This paper deals with a generalization of lattice (ordered) loops, namely with divisibility semiloops, which are defined to be semilattice-ordered cancellation groupoids with unit fulfilling ax\(\leq b\Rightarrow \exists u: au=b\), and ya\(\leq b\Rightarrow \exists v: va=b\). As one main motivation for studying these structures, the author shows that the lattice loop cones (i.e. the sets of those p with \(x\leq px,xp\) for all x) are exactly the positive divisibility semiloops, and that they can be realized as cones of loops fulfilling the inverse property.
Generalizing a result of T. Evans, he determines all divisibility semiloops satisfying the descending chain condition for intervals \([a,b)\) to be the direct sums of copies of \(({\mathbb{Z}},+,\min)\) and \(({\mathbb{N}}^ 0,+,\min).\) Giving an analogue of K. Iwasawa’s theorem, he shows that any power-associative (but not any non-associative) complete divisibility semiloop is associative and commutative. Further, he characterizes those divisibility semiloops which admit a complete extension.

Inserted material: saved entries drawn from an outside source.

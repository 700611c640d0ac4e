use std::io;
use std::time::Duration;

use chrono::NaiveDate;
use crossterm::event::{self, Event, KeyEventKind};
use crossterm::execute;
use crossterm::terminal::{
    EnterAlternateScreen, LeaveAlternateScreen, disable_raw_mode, enable_raw_mode,
};
use ratatui::Terminal;
use ratatui::backend::CrosstermBackend;

use crate::io::list_io::{ListDir, discover_list, load_list};
use crate::io::storage::{FileStorage, Storage};
use crate::model::task::{Priority, TaskDraft};
use crate::store::TaskStore;
use crate::store::view::visible_indices;
use crate::util::unicode::{next_grapheme_boundary, prev_grapheme_boundary};

use super::input;
use super::render;
use super::theme::Theme;

/// Current interaction mode
#[derive(Debug, Clone, Copy, PartialEq, Eq)]
pub enum Mode {
    /// Moving through the list
    Navigate,
    /// Editing the add form
    Add,
    /// Editing the search text
    Search,
    /// Editing the category filter
    Filter,
}

/// Fields of the add form, in Tab order
#[derive(Debug, Clone, Copy, PartialEq, Eq)]
pub enum FormField {
    Text,
    Priority,
    DueDate,
    DueTime,
    Category,
}

impl FormField {
    pub fn next(self) -> FormField {
        match self {
            FormField::Text => FormField::Priority,
            FormField::Priority => FormField::DueDate,
            FormField::DueDate => FormField::DueTime,
            FormField::DueTime => FormField::Category,
            FormField::Category => FormField::Text,
        }
    }

    pub fn prev(self) -> FormField {
        match self {
            FormField::Text => FormField::Category,
            FormField::Priority => FormField::Text,
            FormField::DueDate => FormField::Priority,
            FormField::DueTime => FormField::DueDate,
            FormField::Category => FormField::DueTime,
        }
    }
}

/// A single-line editable text field with a byte-offset cursor.
///
/// The cursor always sits on a grapheme boundary; movement and deletion
/// step whole graphemes, not bytes or chars.
#[derive(Debug, Clone, Default)]
pub struct TextField {
    pub value: String,
    pub cursor: usize,
}

impl TextField {
    pub fn insert(&mut self, c: char) {
        self.value.insert(self.cursor, c);
        self.cursor += c.len_utf8();
    }

    pub fn backspace(&mut self) {
        if let Some(prev) = prev_grapheme_boundary(&self.value, self.cursor) {
            self.value.replace_range(prev..self.cursor, "");
            self.cursor = prev;
        }
    }

    pub fn delete(&mut self) {
        if let Some(next) = next_grapheme_boundary(&self.value, self.cursor) {
            self.value.replace_range(self.cursor..next, "");
        }
    }

    pub fn left(&mut self) {
        if let Some(prev) = prev_grapheme_boundary(&self.value, self.cursor) {
            self.cursor = prev;
        }
    }

    pub fn right(&mut self) {
        if let Some(next) = next_grapheme_boundary(&self.value, self.cursor) {
            self.cursor = next;
        }
    }

    pub fn home(&mut self) {
        self.cursor = 0;
    }

    pub fn end(&mut self) {
        self.cursor = self.value.len();
    }

    pub fn clear(&mut self) {
        self.value.clear();
        self.cursor = 0;
    }

    pub fn is_empty(&self) -> bool {
        self.value.is_empty()
    }
}

/// The add form: one text field per draft field, plus a three-value
/// priority selector.
#[derive(Debug, Clone)]
pub struct AddForm {
    pub focus: FormField,
    pub text: TextField,
    pub priority: Priority,
    pub due_date: TextField,
    pub due_time: TextField,
    pub category: TextField,
}

impl AddForm {
    pub fn new() -> AddForm {
        AddForm {
            focus: FormField::Text,
            text: TextField::default(),
            priority: Priority::Low,
            due_date: TextField::default(),
            due_time: TextField::default(),
            category: TextField::default(),
        }
    }

    /// The draft this form currently describes.
    pub fn draft(&self) -> TaskDraft {
        TaskDraft {
            text: self.text.value.clone(),
            priority: self.priority.label().to_string(),
            due_date: self.due_date.value.clone(),
            due_time: self.due_time.value.clone(),
            category: self.category.value.clone(),
        }
    }

    /// Back to the defaults (empty fields, Low), focus on the text.
    pub fn reset(&mut self) {
        *self = AddForm::new();
    }

    /// The focused text field, or `None` when the priority selector has
    /// focus.
    pub fn focused_field_mut(&mut self) -> Option<&mut TextField> {
        match self.focus {
            FormField::Text => Some(&mut self.text),
            FormField::Priority => None,
            FormField::DueDate => Some(&mut self.due_date),
            FormField::DueTime => Some(&mut self.due_time),
            FormField::Category => Some(&mut self.category),
        }
    }

    pub fn cycle_priority_up(&mut self) {
        self.priority = match self.priority {
            Priority::Low => Priority::Medium,
            Priority::Medium => Priority::High,
            Priority::High => Priority::Low,
        };
    }

    pub fn cycle_priority_down(&mut self) {
        self.priority = match self.priority {
            Priority::Low => Priority::High,
            Priority::Medium => Priority::Low,
            Priority::High => Priority::Medium,
        };
    }
}

impl Default for AddForm {
    fn default() -> Self {
        AddForm::new()
    }
}

/// Main application state
pub struct App<S: Storage> {
    pub store: TaskStore<S>,
    pub list_name: String,
    pub theme: Theme,
    pub show_key_hints: bool,
    pub mode: Mode,
    pub should_quit: bool,
    /// Cursor index into the visible rows (not the full list)
    pub cursor: usize,
    /// First visible row
    pub scroll_offset: usize,
    pub search: TextField,
    pub category_filter: TextField,
    pub form: AddForm,
    /// One-shot status message, cleared on the next key press
    pub notice: Option<String>,
    /// Today's date, for overdue emphasis
    pub today: NaiveDate,
}

impl<S: Storage> App<S> {
    pub fn new(list: &ListDir, store: TaskStore<S>, today: NaiveDate) -> App<S> {
        App {
            store,
            list_name: list.config.list.name.clone(),
            theme: Theme::from_config(&list.config.ui),
            show_key_hints: list.config.ui.show_key_hints,
            mode: Mode::Navigate,
            should_quit: false,
            cursor: 0,
            scroll_offset: 0,
            search: TextField::default(),
            category_filter: TextField::default(),
            form: AddForm::new(),
            notice: None,
            today,
        }
    }

    /// Positions (into the full list) of the rows currently visible under
    /// the search and category filters. Recomputed from scratch on every
    /// call; nothing is cached.
    pub fn visible_rows(&self) -> Vec<usize> {
        visible_indices(
            self.store.tasks(),
            &self.search.value,
            &self.category_filter.value,
        )
    }

    /// Keep the cursor inside the visible rows after a mutation or filter
    /// change.
    pub fn clamp_cursor(&mut self) {
        let rows = self.visible_rows().len();
        if rows == 0 {
            self.cursor = 0;
        } else if self.cursor >= rows {
            self.cursor = rows - 1;
        }
    }

    pub fn cursor_up(&mut self) {
        self.cursor = self.cursor.saturating_sub(1);
    }

    pub fn cursor_down(&mut self) {
        let rows = self.visible_rows().len();
        if rows > 0 && self.cursor + 1 < rows {
            self.cursor += 1;
        }
    }

    /// Submit the add form. On success the form resets so the next task
    /// can be typed immediately; a rejected draft (empty text) leaves the
    /// form as-is.
    pub fn submit_form(&mut self) {
        match self.store.add(&self.form.draft()) {
            Ok(true) => {
                let text = self.store.tasks()[self.store.len() - 1].text.clone();
                self.form.reset();
                self.notice = Some(format!("added: {}", text));
            }
            Ok(false) => {
                self.notice = Some("nothing to add: task text is empty".to_string());
            }
            Err(e) => {
                self.notice = Some(format!("error: {}", e));
            }
        }
    }

    /// Delete the task under the cursor, mapping through the filtered view
    /// to the right position in the full list.
    pub fn delete_under_cursor(&mut self) {
        let rows = self.visible_rows();
        let Some(&index) = rows.get(self.cursor) else {
            return;
        };
        match self.store.remove(index) {
            Ok(_) => self.clamp_cursor(),
            Err(e) => self.notice = Some(format!("error: {}", e)),
        }
    }
}

/// Run the TUI application
pub fn run(dir: Option<&str>) -> Result<(), Box<dyn std::error::Error>> {
    let start = match dir {
        Some(d) => std::fs::canonicalize(d)?,
        None => std::env::current_dir()?,
    };
    let root = discover_list(&start)?;
    let list = load_list(&root)?;
    let store = TaskStore::open(FileStorage::new(&list.tick_dir));
    let today = chrono::Local::now().date_naive();
    let mut app = App::new(&list, store, today);

    // Setup terminal
    enable_raw_mode()?;
    let mut stdout = io::stdout();
    execute!(stdout, EnterAlternateScreen)?;
    let backend = CrosstermBackend::new(stdout);
    let mut terminal = Terminal::new(backend)?;
    terminal.clear()?;

    // Install panic hook to restore terminal on panic
    let original_hook = std::panic::take_hook();
    std::panic::set_hook(Box::new(move |panic_info| {
        let _ = disable_raw_mode();
        let _ = execute!(io::stdout(), LeaveAlternateScreen);
        original_hook(panic_info);
    }));

    let result = run_event_loop(&mut terminal, &mut app);

    // Restore terminal
    disable_raw_mode()?;
    execute!(terminal.backend_mut(), LeaveAlternateScreen)?;
    terminal.show_cursor()?;

    result
}

fn run_event_loop(
    terminal: &mut Terminal<CrosstermBackend<io::Stdout>>,
    app: &mut App<FileStorage>,
) -> Result<(), Box<dyn std::error::Error>> {
    loop {
        terminal.draw(|frame| render::render(frame, app))?;

        if event::poll(Duration::from_millis(250))?
            && let Event::Key(key) = event::read()?
            && key.kind == KeyEventKind::Press
        {
            input::handle_key(app, key);
        }

        if app.should_quit {
            break;
        }
    }
    Ok(())
}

The main part of the paper is devoted to decomposition theorems in the spirit of Stone’s classical result on representable Boolean algebras. The author proves that a divisibility semiloop is representable (i.e. a subdirect product of totally ordered factors) if and only if \(p(a)\wedge q(b)\leq p(b)\vee q(a)\) for any pair \(p,q\) of multiplication polynomials. Moreover, he extends this result to arbitrary lattice ordered algebras \((A,\wedge,\vee,f_ i)\) where each operation is isotone (and has to distribute over meet and join) at each place. This solves some problems stated by L. Fuchs (1966) and T. Evans and P. A. Hartman (1983), and yields a wide variety of specializations and corollaries, concerning lattice semigroups and loops, Holland’s theorem on lattice groups, distributive lattice monoids, complementary semigroups, dually residuated semigroups, lattice rings, and cone algebras.
Reviewer: F.Kalhoff

MSC:

06F05 Ordered semigroups and monoids
20N05 Loops, quasigroups
20L05 Groupoids (i.e. small categories in which all morphisms are isomorphisms)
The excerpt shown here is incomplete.